> _Records for this exercise_:
☆ ☆ ☆ ☆ ☆
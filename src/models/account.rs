// SPDX-License-Identifier: MIT
// Copyright 2026 Roland Dreier <roland@rolandd.dev>

//! Retirement accounts, contributions and income sources.

use serde::{Deserialize, Serialize};

/// Retirement account as listed by the account service.
#[derive(Debug, Clone, Default, Deserialize)]
#[serde(rename_all = "camelCase")]
pub struct Account {
    #[serde(default)]
    pub account_name: Option<String>,
    #[serde(default)]
    pub account_type: Option<String>,
    #[serde(default)]
    pub current_balance: Option<f64>,
    #[serde(default)]
    pub on_track: bool,
    #[serde(default)]
    pub employer: Option<String>,
}

impl Account {
    /// Account name, falling back to its type.
    pub fn title(&self) -> &str {
        self.account_name
            .as_deref()
            .or(self.account_type.as_deref())
            .unwrap_or("Account")
    }
}

/// One recurring contribution.
#[derive(Debug, Clone, Default, Deserialize)]
#[serde(rename_all = "camelCase")]
pub struct Contribution {
    #[serde(default)]
    pub contribution_type: String,
    #[serde(default)]
    pub monthly_amount: Option<f64>,
    #[serde(default)]
    pub percentage: Option<f64>,
}

/// `/api/contributions/user/{id}/summary`
#[derive(Debug, Clone, Default, Deserialize)]
#[serde(rename_all = "camelCase")]
pub struct ContributionSummary {
    #[serde(default)]
    pub total_monthly_formatted: Option<String>,
    #[serde(default)]
    pub total_annual_formatted: Option<String>,
}

/// `/api/income-sources/user/{id}/summary`
#[derive(Debug, Clone, Default, Deserialize)]
#[serde(rename_all = "camelCase")]
pub struct IncomeSourceSummary {
    #[serde(default)]
    pub total_current_balance: Option<f64>,
}

/// Payload for `POST /api/accounts`.
#[derive(Debug, Clone, Serialize)]
#[serde(rename_all = "camelCase")]
pub struct NewAccount {
    pub user_id: String,
    pub account_name: String,
    pub account_type: String,
    pub current_balance: f64,
    #[serde(skip_serializing_if = "Option::is_none")]
    pub employer: Option<String>,
}

/// Payload for `POST /api/contributions`.
#[derive(Debug, Clone, Serialize)]
#[serde(rename_all = "camelCase")]
pub struct NewContribution {
    pub user_id: String,
    pub contribution_type: String,
    pub monthly_amount: f64,
    pub percentage: Option<f64>,
}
☆ ☆ ☆ ☆ ☆
> _Work item_:
Across the entries above, find the lines with the string "Retirement" and copy them.

> _Expected answer_:
//! Retirement accounts, contributions and income sources.
/// Retirement account as listed by the account service.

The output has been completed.